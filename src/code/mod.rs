//! Code cache: the reserved window, its regions and the manager that
//! places, finds and links target methods.

pub mod manager;
pub mod memory;
pub mod region;

pub use manager::{BL_REACH, CodeAllocation, CodeManager};
pub use memory::{CodeWindow, MemoryError};
pub use region::{CodeRegion, MemoryRegion};

use crate::asm::AssemblyError;
use thiserror::Error;

/// Upper bound on runtime region slots.
pub const MAX_RUNTIME_REGIONS: usize = 64;

#[derive(Debug, Error)]
pub enum CodeCacheError {
    #[error(transparent)]
    Memory(#[from] MemoryError),
    #[error("code cache exhausted: {size} bytes do not fit a {region_size}-byte region ({regions} runtime regions open)")]
    Exhausted { size: usize, region_size: usize, regions: usize },
    #[error("code window of {size} bytes exceeds the {reach}-byte call reach")]
    WindowOutOfReach { size: usize, reach: usize },
    #[error("invalid code cache layout: {0}")]
    InvalidLayout(String),
    #[error("address {0:#x} is outside the code window")]
    OutsideWindow(u64),
    #[error("{0}: code not generated")]
    NotGenerated(String),
    #[error("cannot link call: {0}")]
    Link(#[from] AssemblyError),
    #[error("code manager lock poisoned")]
    Poisoned,
}
//! A bounded marking worklist.
//!
//! Cells are pushed until the drain threshold is exceeded, at which point
//! the stack is drained synchronously through its [`CellVisitor`]. The last
//! slot is kept for overflow: a push that fills it hands the stack to the
//! [`OverflowHandler`], which must leave it below capacity.

use crate::config::MarkingStackConfig;
use thiserror::Error;
use tracing::trace;

/// Address of a reference slot.
pub type Cell = u64;

#[derive(Debug, Error, PartialEq, Eq, Clone)]
pub enum MarkingStackError {
    #[error("marking stack has no cell visitor")]
    NoVisitor,
    #[error("marking stack of {capacity} cells overflowed and was not recovered")]
    Overflow { capacity: usize },
    #[error("marking stack needs a capacity of at least 2 cells, got {0}")]
    InvalidCapacity(usize),
}

pub trait CellVisitor {
    /// Called for each cell popped while draining. May push more cells.
    fn visit_popped_cell(&mut self, stack: &mut MarkingStack, cell: Cell) -> Result<(), MarkingStackError>;

    /// Called for each cell left on the stack by [`MarkingStack::flush`].
    fn visit_flushed_cell(&mut self, cell: Cell);
}

pub trait OverflowHandler {
    /// Bring the stack back below capacity, for instance by recording a
    /// rescan and clearing it.
    fn recover_from_overflow(&mut self, stack: &mut MarkingStack);
}

pub struct MarkingStack {
    cells: Box<[Cell]>,
    top: usize,
    drain_threshold: usize,
    draining: bool,
    overflowing: bool,
    visitor: Option<Box<dyn CellVisitor + Send>>,
    overflow_handler: Option<Box<dyn OverflowHandler + Send>>,
}

impl MarkingStack {
    /// A stack of `capacity` cells that drains once more than
    /// `drain_threshold_percent` of it is used.
    pub fn new(capacity: usize, drain_threshold_percent: u8) -> Result<Self, MarkingStackError> {
        if capacity < 2 {
            return Err(MarkingStackError::InvalidCapacity(capacity));
        }
        let drain_threshold = capacity * drain_threshold_percent.min(100) as usize / 100;
        Ok(Self {
            cells: vec![0; capacity].into_boxed_slice(),
            top: 0,
            drain_threshold,
            draining: false,
            overflowing: false,
            visitor: None,
            overflow_handler: None,
        })
    }

    /// A stack sized by the `[marking_stack]` configuration section.
    pub fn from_config(config: &MarkingStackConfig) -> Result<Self, MarkingStackError> {
        Self::new(config.capacity, config.drain_threshold_percent)
    }

    /// Install the visitor that receives drained and flushed cells.
    pub fn set_cell_visitor(&mut self, visitor: Box<dyn CellVisitor + Send>) {
        self.visitor = Some(visitor);
    }

    /// Install the handler called when the hard capacity is reached.
    pub fn set_overflow_handler(&mut self, handler: Box<dyn OverflowHandler + Send>) {
        self.overflow_handler = Some(handler);
    }

    /// Hard capacity in cells.
    pub fn capacity(&self) -> usize {
        self.cells.len()
    }

    /// Number of cells above which a push starts a drain.
    pub fn drain_threshold(&self) -> usize {
        self.drain_threshold
    }

    /// Cells currently on the stack.
    pub fn len(&self) -> usize {
        self.top
    }


    pub fn is_empty(&self) -> bool {
        self.top == 0
    }

    /// Whether a drain is in progress.
    pub fn is_draining(&self) -> bool {
        self.draining
    }

    /// Whether `n` more pushes would start a drain.
    pub fn will_drain(&self, n: usize) -> bool {
        !self.draining && self.top + n > self.drain_threshold
    }

    /// Store `cell`, then drain or recover from overflow if a threshold is crossed.
    pub fn push(&mut self, cell: Cell) -> Result<(), MarkingStackError> {
        let capacity = self.capacity();
        let slot = self.cells.get_mut(self.top).ok_or(MarkingStackError::Overflow { capacity })?;
        *slot = cell;
        self.top += 1;
        if self.top == capacity {
            self.overflow()
        } else if self.top > self.drain_threshold && !self.draining {
            self.drain()
        } else {
            Ok(())
        }
    }

    /// Remove the top cell.
    pub fn pop(&mut self) -> Option<Cell> {
        self.top = self.top.checked_sub(1)?;
        Some(self.cells[self.top])
    }

    /// Pop and visit every cell, including cells pushed by the visitor.
    pub fn drain(&mut self) -> Result<(), MarkingStackError> {
        let mut visitor = self.visitor.take().ok_or(MarkingStackError::NoVisitor)?;
        self.draining = true;
        trace!(cells = self.top, "draining marking stack");
        let mut result = Ok(());
        while let Some(cell) = self.pop() {
            result = visitor.visit_popped_cell(self, cell);
            if result.is_err() {
                break;
            }
        }
        self.draining = false;
        self.visitor = Some(visitor);
        result
    }

    fn overflow(&mut self) -> Result<(), MarkingStackError> {
        let capacity = self.capacity();
        if self.overflowing {
            return Err(MarkingStackError::Overflow { capacity });
        }
        let mut handler = self.overflow_handler.take().ok_or(MarkingStackError::Overflow { capacity })?;
        self.overflowing = true;
        handler.recover_from_overflow(self);
        self.overflowing = false;
        self.overflow_handler = Some(handler);
        if self.top >= capacity {
            return Err(MarkingStackError::Overflow { capacity });
        }
        Ok(())
    }

    /// Visit every remaining cell as flushed, leaving the stack empty.
    pub fn flush(&mut self) -> Result<(), MarkingStackError> {
        let mut visitor = self.visitor.take().ok_or(MarkingStackError::NoVisitor)?;
        while let Some(cell) = self.pop() {
            visitor.visit_flushed_cell(cell);
        }
        self.visitor = Some(visitor);
        Ok(())
    }

    /// Drop every cell without visiting it.
    pub fn clear(&mut self) {
        self.top = 0;
    }
}

impl std::fmt::Debug for MarkingStack {
    fn fmt(&self, f: &mut std::fmt::Formatter<'_>) -> std::fmt::Result {
        f.debug_struct("MarkingStack")
            .field("capacity", &self.capacity())
            .field("top", &self.top)
            .field("drain_threshold", &self.drain_threshold)
            .field("draining", &self.draining)
            .finish()
    }
}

WHAT YOU WILL DO -
Word for word, retype all of the material.

SOLUTION FOR THIS PROBLEM -
filename src/code/mod.rs
//! Code cache: the reserved window, its regions and the manager that
//! places, finds and links target methods.

pub mod manager;
pub mod memory;
pub mod region;

pub use manager::{BL_REACH, CodeAllocation, CodeManager};
pub use memory::{CodeWindow, MemoryError};
pub use region::{CodeRegion, MemoryRegion};

use crate::asm::AssemblyError;
use thiserror::Error;

/// Upper bound on runtime region slots.
pub const MAX_RUNTIME_REGIONS: usize = 64;

#[derive(Debug, Error)]
pub enum CodeCacheError {
    #[error(transparent)]
    Memory(#[from] MemoryError),
    #[error("code cache exhausted: {size} bytes do not fit a {region_size}-byte region ({regions} runtime regions open)")]
    Exhausted { size: usize, region_size: usize, regions: usize },
    #[error("code window of {size} bytes exceeds the {reach}-byte call reach")]
    WindowOutOfReach { size: usize, reach: usize },
    #[error("invalid code cache layout: {0}")]
    InvalidLayout(String),
    #[error("address {0:#x} is outside the code window")]
    OutsideWindow(u64),
    #[error("{0}: code not generated")]
    NotGenerated(String),
    #[error("cannot link call: {0}")]
    Link(#[from] AssemblyError),
    #[error("code manager lock poisoned")]
    Poisoned,
}
//! A bounded marking worklist.
//!
//! Cells are pushed until the drain threshold is exceeded, at which point
//! the stack is drained synchronously through its [`CellVisitor`]. The last
//! slot is kept for overflow: a push that fills it hands the stack to the
//! [`OverflowHandler`], which must leave it below capacity.

use crate::config::MarkingStackConfig;
use thiserror::Error;
use tracing::trace;

/// Address of a reference slot.
pub type Cell = u64;

#[derive(Debug, Error, PartialEq, Eq, Clone)]
pub enum MarkingStackError {
    #[error("marking stack has no cell visitor")]
    NoVisitor,
    #[error("marking stack of {capacity} cells overflowed and was not recovered")]
    Overflow { capacity: usize },
    #[error("marking stack needs a capacity of at least 2 cells, got {0}")]
    InvalidCapacity(usize),
}

pub trait CellVisitor {
    /// Called for each cell popped while draining. May push more cells.
    fn visit_popped_cell(&mut self, stack: &mut MarkingStack, cell: Cell) -> Result<(), MarkingStackError>;

    /// Called for each cell left on the stack by [`MarkingStack::flush`].
    fn visit_flushed_cell(&mut self, cell: Cell);
}

pub trait OverflowHandler {
    /// Bring the stack back below capacity, for instance by recording a
    /// rescan and clearing it.
    fn recover_from_overflow(&mut self, stack: &mut MarkingStack);
}

pub struct MarkingStack {
    cells: Box<[Cell]>,
    top: usize,
    drain_threshold: usize,
    draining: bool,
    overflowing: bool,
    visitor: Option<Box<dyn CellVisitor + Send>>,
    overflow_handler: Option<Box<dyn OverflowHandler + Send>>,
}

impl MarkingStack {
    /// A stack of `capacity` cells that drains once more than
    /// `drain_threshold_percent` of it is used.
    pub fn new(capacity: usize, drain_threshold_percent: u8) -> Result<Self, MarkingStackError> {
        if capacity < 2 {
            return Err(MarkingStackError::InvalidCapacity(capacity));
        }
        let drain_threshold = capacity * drain_threshold_percent.min(100) as usize / 100;
        Ok(Self {
            cells: vec![0; capacity].into_boxed_slice(),
            top: 0,
            drain_threshold,
            draining: false,
            overflowing: false,
            visitor: None,
            overflow_handler: None,
        })
    }

    /// A stack sized by the `[marking_stack]` configuration section.
    pub fn from_config(config: &MarkingStackConfig) -> Result<Self, MarkingStackError> {
        Self::new(config.capacity, config.drain_threshold_percent)
    }

    /// Install the visitor that receives drained and flushed cells.
    pub fn set_cell_visitor(&mut self, visitor: Box<dyn CellVisitor + Send>) {
        self.visitor = Some(visitor);
    }

    /// Install the handler called when the hard capacity is reached.
    pub fn set_overflow_handler(&mut self, handler: Box<dyn OverflowHandler + Send>) {
        self.overflow_handler = Some(handler);
    }

    /// Hard capacity in cells.
    pub fn capacity(&self) -> usize {
        self.cells.len()
    }

    /// Number of cells above which a push starts a drain.
    pub fn drain_threshold(&self) -> usize {
        self.drain_threshold
    }

    /// Cells currently on the stack.
    pub fn len(&self) -> usize {
        self.top
    }


    pub fn is_empty(&self) -> bool {
        self.top == 0
    }

    /// Whether a drain is in progress.
    pub fn is_draining(&self) -> bool {
        self.draining
    }

    /// Whether `n` more pushes would start a drain.
    pub fn will_drain(&self, n: usize) -> bool {
        !self.draining && self.top + n > self.drain_threshold
    }

    /// Store `cell`, then drain or recover from overflow if a threshold is crossed.
    pub fn push(&mut self, cell: Cell) -> Result<(), MarkingStackError> {
        let capacity = self.capacity();
        let slot = self.cells.get_mut(self.top).ok_or(MarkingStackError::Overflow { capacity })?;
        *slot = cell;
        self.top += 1;
        if self.top == capacity {
            self.overflow()
        } else if self.top > self.drain_threshold && !self.draining {
            self.drain()
        } else {
            Ok(())
        }
    }

    /// Remove the top cell.
    pub fn pop(&mut self) -> Option<Cell> {
        self.top = self.top.checked_sub(1)?;
        Some(self.cells[self.top])
    }

    /// Pop and visit every cell, including cells pushed by the visitor.
    pub fn drain(&mut self) -> Result<(), MarkingStackError> {
        let mut visitor = self.visitor.take().ok_or(MarkingStackError::NoVisitor)?;
        self.draining = true;
        trace!(cells = self.top, "draining marking stack");
        let mut result = Ok(());
        while let Some(cell) = self.pop() {
            result = visitor.visit_popped_cell(self, cell);
            if result.is_err() {
                break;
            }
        }
        self.draining = false;
        self.visitor = Some(visitor);
        result
    }

    fn overflow(&mut self) -> Result<(), MarkingStackError> {
        let capacity = self.capacity();
        if self.overflowing {
            return Err(MarkingStackError::Overflow { capacity });
        }
        let mut handler = self.overflow_handler.take().ok_or(MarkingStackError::Overflow { capacity })?;
        self.overflowing = true;
        handler.recover_from_overflow(self);
        self.overflowing = false;
        self.overflow_handler = Some(handler);
        if self.top >= capacity {
            return Err(MarkingStackError::Overflow { capacity });
        }
        Ok(())
    }

    /// Visit every remaining cell as flushed, leaving the stack empty.
    pub fn flush(&mut self) -> Result<(), MarkingStackError> {
        let mut visitor = self.visitor.take().ok_or(MarkingStackError::NoVisitor)?;
        while let Some(cell) = self.pop() {
            visitor.visit_flushed_cell(cell);
        }
        self.visitor = Some(visitor);
        Ok(())
    }

    /// Drop every cell without visiting it.
    pub fn clear(&mut self) {
        self.top = 0;
    }
}

impl std::fmt::Debug for MarkingStack {
    fn fmt(&self, f: &mut std::fmt::Formatter<'_>) -> std::fmt::Result {
        f.debug_struct("MarkingStack")
            .field("capacity", &self.capacity())
            .field("top", &self.top)
            .field("drain_threshold", &self.drain_threshold)
            .field("draining", &self.draining)
            .finish()
    }
}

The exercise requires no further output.